Google I/O brought lots of headlines but not a lot of new toys to play with. At least, not yet.

By Max Eddy
Google Home

Google I/O in the year of 2016 will likely be remembered as one of the strangest technology conferences of the decade. For one thing, it's unusual for attendees to receive swag bags with water bottles and sunscreen. I can't remember having to bring an umbrella (not for rain, but for shade), a jacket, and extra deoderant to any tech event. But stranger still was that after Google's top leaders presented their vision for the year, the most tantalizing bits were still to come.

What We Saw
As many of our readers can see from the flurry of activity across Twitter and our own homepage, Google had a lot to talk about. The company announced the Google assistant, a new interaction for Google search that builds on the company's seeking skills and machine learning, to deliver a seamless chat-bot experience. One of the first places the Google assistant will appear is in Allo, yet another new messaging app, which will be a companion to Duo, a barebones video chat app.

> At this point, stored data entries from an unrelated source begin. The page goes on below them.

use serde::{Deserialize, Serialize};

/// Per-postal-code adjustments to the proximity search
#[derive(Debug, Clone, PartialEq, Serialize, Deserialize)]
pub struct PlaceOverride {
    pub postal_code: String,
    /// Radius used when the caller gives none
    #[serde(default)]
    pub radius_miles: Option<f64>,
    /// Place name to boost instead of the geocode's own place name
    #[serde(default)]
    pub expected_place: Option<String>,
}

/// Tunables for postal-code proximity search
#[derive(Debug, Clone, PartialEq)]
pub struct SearchPolicy {
    pub default_radius_miles: f64,
    pub min_radius_miles: f64,
    pub max_radius_miles: f64,
    /// Characters kept for the approximate geocode fallback
    pub prefix_len: usize,
    /// Sort channels named after the searched place ahead of closer ones
    pub boost_expected_place: bool,
    pub overrides: Vec<PlaceOverride>,
}

pub const DEFAULT_RADIUS_MILES: f64 = 30.0;
pub const MIN_RADIUS_MILES: f64 = 1.0;
pub const MAX_RADIUS_MILES: f64 = 100.0;
pub const DEFAULT_PREFIX_LEN: usize = 3;

impl Default for SearchPolicy {
    fn default() -> Self {
        Self {
            default_radius_miles: DEFAULT_RADIUS_MILES,
            min_radius_miles: MIN_RADIUS_MILES,
            max_radius_miles: MAX_RADIUS_MILES,
            prefix_len: DEFAULT_PREFIX_LEN,
            boost_expected_place: true,
            overrides: Vec::new(),
        }
    }
}

impl SearchPolicy {
    /// Usable `(min, max)` radius bounds
    ///
    /// Non-finite bounds fall back to [`MIN_RADIUS_MILES`] / [`MAX_RADIUS_MILES`]
    /// and reversed bounds are swapped, so the pair is always safe for `clamp`.
    pub fn radius_bounds(&self) -> (f64, f64) {
        let min = finite_or(self.min_radius_miles, MIN_RADIUS_MILES);
        let max = finite_or(self.max_radius_miles, MAX_RADIUS_MILES);
        if min <= max { (min, max) } else { (max, min) }
    }

    /// Clamp a radius into the allowed range; non-finite values become the default
    pub fn clamp_radius(&self, radius: f64) -> f64 {
        if !radius.is_finite() {
            return self.default_radius();
        }

        let (min, max) = self.radius_bounds();
        radius.clamp(min, max)
    }

    /// The configured default, itself kept inside the allowed range
    pub fn default_radius(&self) -> f64 {
        let (min, max) = self.radius_bounds();
        finite_or(self.default_radius_miles, DEFAULT_RADIUS_MILES).clamp(min, max)
    }

    pub fn override_for(&self, postal_code: &str) -> Option<&PlaceOverride> {
        self.overrides
            .iter()
            .find(|o| o.postal_code.trim() == postal_code)
    }

    /// Radius for a postal code when the caller did not give one
    pub fn implicit_radius(&self, postal_code: &str) -> f64 {
        self.override_for(postal_code)
            .and_then(|o| o.radius_miles)
            .map(|r| self.clamp_radius(r))
            .unwrap_or_else(|| self.default_radius())
    }

    /// Place name to boost, if boosting is enabled
    pub fn expected_place<'a>(&'a self, postal_code: &str, place_name: &'a str) -> Option<&'a str> {
        if !self.boost_expected_place {
            return None;
        }

        let place = self
            .override_for(postal_code)
            .and_then(|o| o.expected_place.as_deref())
            .unwrap_or(place_name)
            .trim();

        (!place.is_empty()).then_some(place)
    }
}

fn finite_or(value: f64, fallback: f64) -> f64 {
    if value.is_finite() { value } else { fallback }
}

AlloThe Google assistant is meant to be an ambient experience, and to bring that to the home, Google announced the aptly named Google Home. This device, shaped like a cylinder that bulges like a pear, brings room-filling Bluetooth audio and speech recognition into your living room. Just ask it a question, and Home will respond. It will even interface with IOT products, so you can scream and have your lights turn on. At last.

Android was not forgotten. Android N, the latest version of the mobile operating system will bring new features like split screen and enhanced security to smartphones. It will also bring virtual reality in the form of Daydream.

Android on your wrist is also getting a refresh with Android Wear 2. This long-awaited update brings numerous tweaks to Android wearables, but the most important feature is independence. Wear 2 apps can operate independently from your phone, making Wear far more useful than before.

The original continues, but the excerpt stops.